Applying the new ruling to the EU decision to label Israeli products manufactured  in Judea, Samaria (the West Bank), eastern Jerusalem and the Golan Heights, the professor said the case has exposed the fallacy of the EU’s claims.

“Given that the EU allows products in the Western Sahara to be labelled ‘made in Morocco’ (and this case does not change that), it totally undermines their labelling arguments about Israel,” he said. “At this point, it would be folly for Israel not to challenge the labelling in legal fora like the WTO (World Treaty Organization).
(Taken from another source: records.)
//! Wall-clock source shared by the timer engine and the microagents.

use std::sync::atomic::{AtomicI64, Ordering};
use std::sync::Arc;

use chrono::{DateTime, Duration, TimeZone, Utc};

/// Provides the current time. Swapped for [`ManualClock`] in tests.
pub trait Clock: Send + Sync {
    fn now(&self) -> DateTime<Utc>;
}

#[derive(Debug, Clone, Copy, Default)]
pub struct SystemClock;

impl Clock for SystemClock {
    fn now(&self) -> DateTime<Utc> {
        Utc::now()
    }
}

/// A clock that only moves when told to.
///
/// Clones share the same instant, so a test can keep one handle and give
/// another to the engine.
#[derive(Debug, Clone)]
pub struct ManualClock {
    epoch_ms: Arc<AtomicI64>,
}

impl ManualClock {
    pub fn new(at: DateTime<Utc>) -> Self {
        Self {
            epoch_ms: Arc::new(AtomicI64::new(at.timestamp_millis())),
        }
    }

    pub fn set(&self, at: DateTime<Utc>) {
        self.epoch_ms.store(at.timestamp_millis(), Ordering::SeqCst);
    }

    pub fn advance(&self, by: Duration) {
        self.epoch_ms
            .fetch_add(by.num_milliseconds(), Ordering::SeqCst);
    }
}

impl Clock for ManualClock {
    fn now(&self) -> DateTime<Utc> {
        Utc.timestamp_millis_opt(self.epoch_ms.load(Ordering::SeqCst))
            .single()
            .unwrap_or_default()
    }
}

#[cfg(test)]
mod tests {
    use super::*;

    #[test]
    fn manual_clock_advances_shared_instant() {
        let start = Utc.with_ymd_and_hms(2026, 3, 2, 9, 0, 0).unwrap();
        let clock = ManualClock::new(start);
        let handle = clock.clone();
        handle.advance(Duration::minutes(25));
        assert_eq!(clock.now(), start + Duration::minutes(25));
    }
}
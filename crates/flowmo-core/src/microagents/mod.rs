//! Heuristic productivity advisors.
//!
//! Four agents read the same [`MicroagentContext`] and each return a
//! [`MicroagentResponse`]. The [`MicroagentsManager`] builds the context
//! from the store and isolates agent failures from one another.

mod analytics;
mod breaks;
mod focus;
mod manager;
mod tasks;
mod types;

pub use analytics::{
    weekly_trend, AnalyticsAgent, DayStats, FocusTrend, Insight, VolumeTrend, WELCOME_MESSAGE,
};
pub use breaks::BreakAgent;
pub use focus::FocusAgent;
pub use manager::{MicroagentsManager, HISTORY_LIMIT};
pub use tasks::{CompletionStats, TaskAgent, TaskInsights, CATEGORY_WORDS, NO_TASKS_MESSAGE};
pub use types::{
    AgentData, AgentInfo, BreakRecommendation, BreakRecommendationType, FocusRecommendation,
    FocusRecommendationType, Microagent, MicroagentContext, MicroagentResponse, WorkSession,
};
//! The task the user is focusing on and where it came from.

use serde::{Deserialize, Serialize};

/// Origin of a focusing task.
///
/// Tasks from the built-in list are logged by numeric id; tasks pulled from
/// a third-party integration are logged by name since their ids mean
/// nothing to the `tasks` table.
#[derive(Debug, Clone, Copy, PartialEq, Eq, Serialize, Deserialize, Default)]
#[serde(rename_all = "lowercase")]
pub enum TaskSource {
    #[default]
    Flowmo,
    Todoist,
    TickTick,
    MicrosoftTodo,
}

impl TaskSource {
    pub fn is_canonical(self) -> bool {
        matches!(self, TaskSource::Flowmo)
    }
}

impl std::str::FromStr for TaskSource {
    type Err = String;

    fn from_str(s: &str) -> Result<Self, Self::Err> {
        match s.to_ascii_lowercase().as_str() {
            "flowmo" => Ok(TaskSource::Flowmo),
            "todoist" => Ok(TaskSource::Todoist),
            "ticktick" => Ok(TaskSource::TickTick),
            "microsofttodo" | "microsoft-todo" | "mstodo" => Ok(TaskSource::MicrosoftTodo),
            other => Err(format!("unknown task source: {other}")),
        }
    }
}

#[derive(Debug, Clone, PartialEq, Eq, Serialize, Deserialize)]
pub struct FocusingTask {
    pub id: String,
    pub name: String,
    #[serde(default)]
    pub source: TaskSource,
}

impl FocusingTask {
    /// Log reference for this task: `(task_id, task_name)`, exactly one set.
    ///
    /// A canonical task whose id is not an integer is logged with neither.
    pub fn log_reference(&self) -> (Option<i64>, Option<String>) {
        if self.source.is_canonical() {
            (self.id.trim().parse::<i64>().ok(), None)
        } else {
            (None, Some(self.name.clone()))
        }
    }
}
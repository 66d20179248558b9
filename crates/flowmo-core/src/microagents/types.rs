use chrono::{DateTime, Duration, Local, NaiveDate, TimeZone, Timelike, Utc};
use serde::{Deserialize, Serialize};

use super::analytics::Insight;
use super::tasks::TaskInsights;
use crate::storage::{LogRow, Store, UserPreferences};
use crate::task::FocusingTask;

/// A past work interval as the agents see it.
#[derive(Debug, Clone, PartialEq, Serialize, Deserialize)]
pub struct WorkSession {
    pub id: String,
    pub start_time: DateTime<Utc>,
    /// Absent for sessions that never closed.
    pub end_time: Option<DateTime<Utc>>,
    pub task_id: Option<String>,
    pub task_name: Option<String>,
    pub focus_score: Option<f64>,
    pub interruptions: u32,
    pub completed: bool,
}

impl WorkSession {
    /// Interruptions and completion are not tracked by the log store and
    /// stay at their defaults.
    pub fn from_log(row: &LogRow) -> Self {
        Self {
            id: row.id.to_string(),
            start_time: row.start_time,
            end_time: row.end_time,
            task_id: row.task_id.map(|id| id.to_string()),
            task_name: row.task_name.clone(),
            focus_score: row.focus_score,
            interruptions: 0,
            completed: false,
        }
    }

    pub fn duration(&self) -> Duration {
        self.end_time
            .map(|end| end - self.start_time)
            .unwrap_or_else(Duration::zero)
    }
}

/// Read-only input shared by every agent in one aggregation call.
pub struct MicroagentContext<'a> {
    pub store: &'a dyn Store,
    pub user_id: String,
    pub current_task: Option<FocusingTask>,
    /// Newest-first.
    pub work_session_history: Vec<WorkSession>,
    pub user_preferences: UserPreferences,
    /// Captured once so all agents agree on "now".
    pub now: DateTime<Utc>,
}

#[derive(Debug, Clone, Copy, PartialEq, Eq, Serialize, Deserialize)]
#[serde(rename_all = "snake_case")]
pub enum FocusRecommendationType {
    TaskPrioritization,
    TimeBlocking,
    DistractionAvoidance,
}

#[derive(Debug, Clone, PartialEq, Serialize, Deserialize)]
pub struct FocusRecommendation {
    #[serde(rename = "type")]
    pub kind: FocusRecommendationType,
    pub message: String,
    pub confidence: f64,
    #[serde(skip_serializing_if = "Option::is_none")]
    pub action: Option<String>,
}

#[derive(Debug, Clone, Copy, PartialEq, Eq, Serialize, Deserialize)]
#[serde(rename_all = "snake_case")]
pub enum BreakRecommendationType {
    MicroBreak,
    StretchBreak,
    EyeBreak,
    MentalBreak,
}

#[derive(Debug, Clone, PartialEq, Serialize, Deserialize)]
pub struct BreakRecommendation {
    #[serde(rename = "type")]
    pub kind: BreakRecommendationType,
    pub message: String,
    /// Minutes.
    pub duration: u32,
    pub confidence: f64,
    pub activities: Vec<String>,
}

/// Structured payload of a successful response, one variant per agent.
#[derive(Debug, Clone, PartialEq, Serialize, Deserialize)]
#[serde(tag = "agent", rename_all = "snake_case")]
pub enum AgentData {
    Focus {
        recommendations: Vec<FocusRecommendation>,
    },
    Break {
        recommendations: Vec<BreakRecommendation>,
    },
    Task(TaskInsights),
    Analytics {
        insights: Vec<Insight>,
    },
}

#[derive(Debug, Clone, PartialEq, Serialize, Deserialize)]
pub struct MicroagentResponse {
    pub success: bool,
    pub message: String,
    #[serde(skip_serializing_if = "Option::is_none")]
    pub data: Option<AgentData>,
    #[serde(default)]
    pub recommendations: Vec<String>,
}

impl MicroagentResponse {
    pub fn success(message: impl Into<String>, data: AgentData, recommendations: Vec<String>) -> Self {
        Self {
            success: true,
            message: message.into(),
            data: Some(data),
            recommendations,
        }
    }

    pub fn failure(message: impl Into<String>) -> Self {
        Self {
            success: false,
            message: message.into(),
            data: None,
            recommendations: Vec::new(),
        }
    }
}

/// A heuristic analyzer run by the manager.
pub trait Microagent {
    fn name(&self) -> &'static str;

    fn description(&self) -> &'static str;

    /// Never fails: internal errors come back as a `success: false` response.
    fn execute(&self, context: &MicroagentContext<'_>) -> MicroagentResponse;
}

#[derive(Debug, Clone, PartialEq, Eq, Serialize, Deserialize)]
pub struct AgentInfo {
    pub name: String,
    pub description: String,
}

/// Hour of day (0-23) in the local timezone.
pub(crate) fn local_hour(ts: DateTime<Utc>) -> u32 {
    ts.with_timezone(&Local).hour()
}

/// Start of `date` in the local timezone, as UTC.
pub(crate) fn local_midnight(date: NaiveDate) -> DateTime<Utc> {
    let naive = date.and_hms_opt(0, 0, 0).unwrap_or_default();
    Local
        .from_local_datetime(&naive)
        .earliest()
        .map(|dt| dt.with_timezone(&Utc))
        .unwrap_or_else(|| Utc.from_utc_datetime(&naive))
}
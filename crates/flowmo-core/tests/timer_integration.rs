//! Integration tests for the timer engine against the SQLite store.
//!
//! Covers the focus → break → focus cycle end to end and checks the engine
//! invariants over arbitrary command sequences.

use std::sync::Arc;

use chrono::{Duration, TimeZone, Utc};
use flowmo_core::notify::{AlarmQueue, SilentNotifier};
use flowmo_core::storage::Store;
use flowmo_core::{
    Clock, Database, Event, FocusingTask, ManualClock, TaskSource, TimerEngine, TimerMode,
    TimerStatus,
};
use proptest::prelude::*;

fn setup() -> (TimerEngine, ManualClock, Database) {
    let clock = ManualClock::new(Utc.with_ymd_and_hms(2026, 3, 2, 9, 0, 0).unwrap());
    let engine = TimerEngine::with_clock(Arc::new(clock.clone()));
    let db = Database::open_memory().unwrap();
    db.sign_in("ada").unwrap();
    (engine, clock, db)
}

fn log_count(db: &Database) -> usize {
    db.recent_logs("ada", 10_000).unwrap().len()
}

#[test]
fn test_full_focus_break_cycle() {
    let (mut engine, clock, db) = setup();
    let queue = AlarmQueue::new(&db);
    let task = FocusingTask {
        id: "12".into(),
        name: "Write report".into(),
        source: TaskSource::Flowmo,
    };

    engine.start(&queue).unwrap();
    clock.advance(Duration::minutes(25));
    let events = engine.stop(&db, Some(&task));
    assert!(matches!(
        events[0],
        Event::LogRecorded {
            task_id: Some(12),
            ..
        }
    ));
    assert_eq!(engine.mode(), TimerMode::Break);
    assert_eq!(engine.state().total_time_ms, 300_000);
    assert_eq!(engine.state().display_time_secs, 300);

    // Break: alarm queued one second after the countdown ends.
    let break_start = clock.now();
    engine.start(&queue).unwrap();
    let pending = queue.pending().unwrap();
    assert_eq!(pending.len(), 1);
    assert_eq!(
        pending[0].fire_at,
        break_start + Duration::minutes(5) + Duration::seconds(1)
    );

    clock.advance(Duration::minutes(2));
    assert!(engine.tick(&db).is_empty());
    assert_eq!(engine.state().display_time_secs, 180);

    clock.advance(Duration::minutes(3));
    let events = engine.tick(&db);
    assert!(events.iter().any(|e| matches!(e, Event::BreakElapsed { .. })));
    assert_eq!(engine.status(), TimerStatus::Idle);
    assert_eq!(engine.mode(), TimerMode::Focus);
    assert_eq!(engine.state().display_time_secs, 0);
    assert_eq!(engine.state().total_time_ms, 0);

    // The crossing is handled once.
    clock.advance(Duration::seconds(1));
    assert!(engine.tick(&db).is_empty());

    assert_eq!(log_count(&db), 1);
    let due = queue.take_due(clock.now()).unwrap();
    assert_eq!(due.len(), 1);
}

#[test]
fn test_manual_break_stop_dismisses_alarm() {
    let (mut engine, clock, db) = setup();
    let queue = AlarmQueue::new(&db);

    engine.start(&queue).unwrap();
    clock.advance(Duration::minutes(25));
    engine.stop(&db, None);
    engine.start(&queue).unwrap();
    assert_eq!(queue.pending().unwrap().len(), 1);

    // Still in the break: nothing to withdraw yet.
    engine.dismiss_alarm(&queue).unwrap();
    assert_eq!(queue.pending().unwrap().len(), 1);

    clock.advance(Duration::minutes(1));
    engine.stop(&db, None);
    assert_eq!(engine.mode(), TimerMode::Focus);
    engine.dismiss_alarm(&queue).unwrap();
    assert!(queue.pending().unwrap().is_empty());
    assert!(engine.state().alarm_id.is_none());

    clock.advance(Duration::minutes(10));
    assert!(queue.take_due(clock.now()).unwrap().is_empty());
}

#[test]
fn test_elapsed_break_keeps_alarm_queued() {
    let (mut engine, clock, db) = setup();
    let queue = AlarmQueue::new(&db);

    engine.start(&queue).unwrap();
    clock.advance(Duration::minutes(25));
    engine.stop(&db, None);
    engine.start(&queue).unwrap();

    clock.advance(Duration::minutes(5));
    engine.tick(&db);
    assert_eq!(engine.status(), TimerStatus::Idle);
    engine.dismiss_alarm(&queue).unwrap();
    assert_eq!(queue.pending().unwrap().len(), 1);
}

#[test]
fn test_stop_while_paused_never_logs() {
    let (mut engine, clock, db) = setup();
    engine.start(&SilentNotifier).unwrap();
    clock.advance(Duration::minutes(10));
    engine.pause(&db, None);
    assert_eq!(log_count(&db), 1);

    clock.advance(Duration::minutes(10));
    let events = engine.stop(&db, None);
    assert!(matches!(events[..], [Event::PauseDiscarded { .. }]));
    assert_eq!(log_count(&db), 1);
    assert_eq!(engine.mode(), TimerMode::Break);
    assert_eq!(engine.state().total_time_ms, 120_000);
}

#[test]
fn test_break_ratio_is_read_at_stop() {
    let (mut engine, clock, db) = setup();
    engine.start(&SilentNotifier).unwrap();
    clock.advance(Duration::minutes(30));
    db.set_break_ratio("ada", 3.0).unwrap();
    engine.stop(&db, None);
    assert_eq!(engine.state().total_time_ms, 600_000);
}

#[test]
fn test_signed_out_cycle_uses_defaults_and_skips_logs() {
    let (mut engine, clock, db) = setup();
    db.set_break_ratio("ada", 2.0).unwrap();
    db.sign_out().unwrap();

    engine.start(&SilentNotifier).unwrap();
    clock.advance(Duration::minutes(25));
    engine.stop(&db, None);
    assert_eq!(engine.state().total_time_ms, 300_000);
    assert_eq!(log_count(&db), 0);
}

#[derive(Debug, Clone)]
enum Op {
    Start,
    Stop,
    Pause,
    Resume,
    Tick,
    Advance(i64),
}

fn op() -> impl Strategy<Value = Op> {
    prop_oneof![
        Just(Op::Start),
        Just(Op::Stop),
        Just(Op::Pause),
        Just(Op::Resume),
        Just(Op::Tick),
        (1_i64..900_000).prop_map(Op::Advance),
    ]
}

proptest! {
    #![proptest_config(ProptestConfig::with_cases(64))]

    #[test]
    fn timer_invariants_hold(ops in prop::collection::vec(op(), 1..60)) {
        let (mut engine, clock, db) = setup();

        for op in ops {
            let status = engine.status();
            let mode = engine.mode();
            let total = engine.state().total_time_ms;
            let logs = log_count(&db);

            match op {
                Op::Start => {
                    engine.start(&SilentNotifier).unwrap();
                }
                Op::Stop => {
                    engine.stop(&db, None);
                    prop_assert_eq!(engine.status(), TimerStatus::Idle);
                    match status {
                        TimerStatus::Idle => {
                            prop_assert_eq!(engine.mode(), mode);
                        }
                        TimerStatus::Paused => {
                            prop_assert_eq!(log_count(&db), logs);
                            prop_assert_eq!(engine.mode(), mode.flipped());
                            prop_assert_eq!(
                                engine.state().total_time_ms,
                                (total as f64 / 5.0) as i64
                            );
                        }
                        TimerStatus::Running => {
                            let expected = usize::from(mode == TimerMode::Focus);
                            prop_assert_eq!(log_count(&db), logs + expected);
                            prop_assert_eq!(engine.mode(), mode.flipped());
                        }
                    }
                }
                Op::Pause => {
                    engine.pause(&db, None);
                }
                Op::Resume => {
                    engine.resume();
                }
                Op::Tick => {
                    engine.tick(&db);
                }
                Op::Advance(ms) => clock.advance(Duration::milliseconds(ms)),
            }

            if engine.status() == TimerStatus::Running {
                prop_assert!(engine.state().start_time.is_some());
            }
            prop_assert!(engine.state().total_time_ms >= 0);
        }
    }
}
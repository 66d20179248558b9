//! Focus agent: distraction, task-switching and time-blocking tips drawn
//! from the last day of sessions.

use std::collections::BTreeMap;

use chrono::Duration;

use super::types::{
    local_hour, AgentData, FocusRecommendation, FocusRecommendationType, Microagent,
    MicroagentContext, MicroagentResponse, WorkSession,
};

const LOOKBACK_HOURS: i64 = 24;
const LOW_FOCUS_SCORE: f64 = 70.0;
const MAX_TASK_SWITCHES: usize = 3;

#[derive(Debug, Clone, Copy, Default)]
pub struct FocusAgent;

impl FocusAgent {
    pub fn recommendations(&self, context: &MicroagentContext<'_>) -> Vec<FocusRecommendation> {
        let lookback = Duration::hours(LOOKBACK_HOURS);
        let mut recent: Vec<&WorkSession> = context
            .work_session_history
            .iter()
            .filter(|s| s.end_time.is_some_and(|end| context.now - end < lookback))
            .collect();
        recent.sort_by(|a, b| b.start_time.cmp(&a.start_time));

        let mut recommendations = Vec::new();

        if average_focus_score(&recent) < LOW_FOCUS_SCORE {
            recommendations.push(FocusRecommendation {
                kind: FocusRecommendationType::DistractionAvoidance,
                message: "Your recent focus scores are lower than usual. Consider enabling \"Do Not Disturb\" mode during work sessions.".into(),
                confidence: 0.8,
                action: Some("enable_dnd".into()),
            });
        }

        let switches = task_switches(&recent);
        if switches > MAX_TASK_SWITCHES {
            recommendations.push(FocusRecommendation {
                kind: FocusRecommendationType::TaskPrioritization,
                message: format!(
                    "You've switched tasks {switches} times recently. Try focusing on one task at a time for better productivity."
                ),
                confidence: 0.7,
                action: Some("single_task_focus".into()),
            });
        }

        if let Some(hour) = busiest_start_hour(&recent) {
            recommendations.push(FocusRecommendation {
                kind: FocusRecommendationType::TimeBlocking,
                message: format!(
                    "Based on your patterns, {hour}:00 - {}:00 seems to be your most productive time. Schedule important tasks then.",
                    hour + 1
                ),
                confidence: 0.6,
                action: None,
            });
        }

        recommendations
    }
}

impl Microagent for FocusAgent {
    fn name(&self) -> &'static str {
        "Focus Agent"
    }

    fn description(&self) -> &'static str {
        "Provides intelligent focus recommendations and distraction prevention"
    }

    fn execute(&self, context: &MicroagentContext<'_>) -> MicroagentResponse {
        let recommendations = self.recommendations(context);
        let messages = recommendations.iter().map(|r| r.message.clone()).collect();
        MicroagentResponse::success(
            "Focus recommendations generated",
            AgentData::Focus { recommendations },
            messages,
        )
    }
}

/// Mean score with unscored sessions counted as 0. An empty list averages 0.
fn average_focus_score(sessions: &[&WorkSession]) -> f64 {
    let total: f64 = sessions.iter().map(|s| s.focus_score.unwrap_or(0.0)).sum();
    total / sessions.len().max(1) as f64
}

/// Number of times the tracked task id changes, the first tracked task
/// included. Sessions without a task are ignored.
fn task_switches(sessions: &[&WorkSession]) -> usize {
    let mut switches = 0;
    let mut last: Option<&str> = None;
    for session in sessions {
        if let Some(id) = session.task_id.as_deref() {
            if last != Some(id) {
                switches += 1;
                last = Some(id);
            }
        }
    }
    switches
}

/// Most common local start hour; the earliest hour wins a tie.
fn busiest_start_hour(sessions: &[&WorkSession]) -> Option<u32> {
    let mut counts: BTreeMap<u32, usize> = BTreeMap::new();
    for session in sessions {
        *counts.entry(local_hour(session.start_time)).or_default() += 1;
    }
    let mut best: Option<(u32, usize)> = None;
    for (hour, count) in counts {
        if best.map_or(true, |(_, c)| count > c) {
            best = Some((hour, count));
        }
    }
    best.map(|(hour, _)| hour)
}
The Europeans’ arguments have been stripped from them by their own court.”

Law professor Avi Bell at Bar-Ilan University and San Diego Law School, pointed out that “the EU has never unilaterally adopted a regulation requiring geographic labelling contrary to the exporting country’s certificate of origin, except in the case of Israel.”  The EU new guidelines, he argued, amount to “unlawful trade barriers” “They are manifestly discriminatory, as they apply only to Israel.”